王国各地で暴れていた冒険者・異魔獣は、アルセウス救済党によって次から次へと制圧されている。そしてもちろん――ここポージ港町にも、多くの構成員たちが援助に来てくれた。
「コレハタスカリマスネ……」
さっきまで苦々しい様子で戦っていたウィーンも、さすがに安堵したようである。
無理もない。
冒険者は素の戦闘力が強化されているうえに、何度戦っても起き上がってくるからな。もちろん殺すわけにもいかないので、さぞやりにくかったことだろう。
「は……ははは……」
――アルセウス救済党との共闘。
この事実に、僕も笑みが隠せない。
人生、本当になにが起こるかわからないものだ。まさかアルセウス救済党とともに、冒険者たちと戦うことになろうとは。以前はまったく別の立場だったのにな。

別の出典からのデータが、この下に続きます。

// SPDX-License-Identifier: MPL-2.0
use crate::config::Config;
use fluent_bundle::{FluentArgs, FluentBundle, FluentResource};
use rust_embed::RustEmbed;
use std::collections::HashMap;
use unic_langid::LanguageIdentifier;

#[derive(RustEmbed)]
#[folder = "assets/i18n/"]
struct Asset;

pub struct I18n {
    bundles: HashMap<LanguageIdentifier, FluentBundle<FluentResource>>,
    pub available_locales: Vec<LanguageIdentifier>,
    current_locale: LanguageIdentifier,
}

impl Default for I18n {
    fn default() -> Self {
        Self::new(None, &Config::default())
    }
}

impl I18n {
    pub fn new(cli_lang: Option<String>, config: &Config) -> Self {
        let mut bundles = HashMap::new();
        let mut available_locales = Vec::new();

        for file in Asset::iter() {
            let filename = file.as_ref();
            if let Some(locale_str) = filename.strip_suffix(".ftl") {
                if let Ok(locale) = locale_str.parse::<LanguageIdentifier>() {
                    if let Some(content) = Asset::get(filename) {
                        let res = FluentResource::try_new(
                            String::from_utf8_lossy(content.data.as_ref()).to_string(),
                        )
                        .expect("Failed to parse FTL file.");
                        let mut bundle = FluentBundle::new(vec![locale.clone()]);
                        bundle.add_resource(res).expect("Failed to add resource.");
                        bundles.insert(locale.clone(), bundle);
                        available_locales.push(locale);
                    }
                }
            }
        }

        let default_locale: LanguageIdentifier = "en-US".parse().unwrap();
        let current_locale =
            resolve_locale(cli_lang, config, &available_locales).unwrap_or(default_locale);

        Self {
            bundles,
            available_locales,
            current_locale,
        }
    }

    pub fn set_locale(&mut self, locale: LanguageIdentifier) {
        if self.bundles.contains_key(&locale) {
            self.current_locale = locale;
        }
    }

    #[must_use]
    pub fn current_locale(&self) -> &LanguageIdentifier {
        &self.current_locale
    }

    pub fn tr(&self, key: &str) -> String {
        self.format(key, None)
    }

    /// Translates a key with Fluent arguments interpolated.
    pub fn tr_with_args(&self, key: &str, args: &[(&str, String)]) -> String {
        let mut fluent_args = FluentArgs::new();
        for (name, value) in args {
            fluent_args.set(*name, value.clone());
        }
        self.format(key, Some(&fluent_args))
    }

    fn format(&self, key: &str, args: Option<&FluentArgs>) -> String {
        if let Some(bundle) = self.bundles.get(&self.current_locale) {
            if let Some(msg) = bundle.get_message(key) {
                if let Some(pattern) = msg.value() {
                    let mut errors = vec![];
                    let value = bundle.format_pattern(pattern, args, &mut errors);
                    if errors.is_empty() {
                        return value.to_string();
                    }
                }
            }
        }
        format!("MISSING: {}", key)
    }
}

fn resolve_locale(
    cli_lang: Option<String>,
    config: &Config,
    available: &[LanguageIdentifier],
) -> Option<LanguageIdentifier> {
    // 1. Check CLI args
    if let Some(lang_str) = cli_lang {
        if let Ok(lang) = lang_str.parse::<LanguageIdentifier>() {
            if available.contains(&lang) {
                return Some(lang);
            }
        }
    }

    // 2. Check config file
    if let Some(lang_str) = &config.general.language {
        if let Ok(lang) = lang_str.parse::<LanguageIdentifier>() {
            if available.contains(&lang) {
                return Some(lang);
            }
        }
    }

    // 3. Check OS locale
    if let Some(os_locale_str) = sys_locale::get_locale() {
        if let Ok(os_lang) = os_locale_str.parse::<LanguageIdentifier>() {
            if available.contains(&os_lang) {
                return Some(os_lang);
            }
        }
    }

    None
}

「各員、散会! 間もなく火属性の魔法を放たれると推測」
「承知!」
「ガァァァァァァァァァァァァアア!!」
理性を失った冒険者にも、構成員たちはうまく立ち回ってくれている。
自分自身も影石を使ったことがあるゆえに、動きが読みやすいのかもしれない。絶妙な《連携攻撃》でうまいこと戦ってくれている。
本当に……すごい。
連中の厄介さは僕も痛いほど味わっているが、味方になるとこんなに頼もしくなるとはな。
そして。
「貴様がここにいるとはな……アリオス・マクバ」
ひとりの構成員が、すれ違いさまに声をかけてきた。
――いや。
この男に関しては、僕も見覚えがあるな。
「……久しぶりじゃないか。アルセウス救済党の三番手……ジャック・イレーグ」
そう。
こいつとは以前、思念体の姿で戦ったことがあった。
そのときちょうど覚えた《無属性魔法》によって、知らないうちに倒してしまったわけだけど。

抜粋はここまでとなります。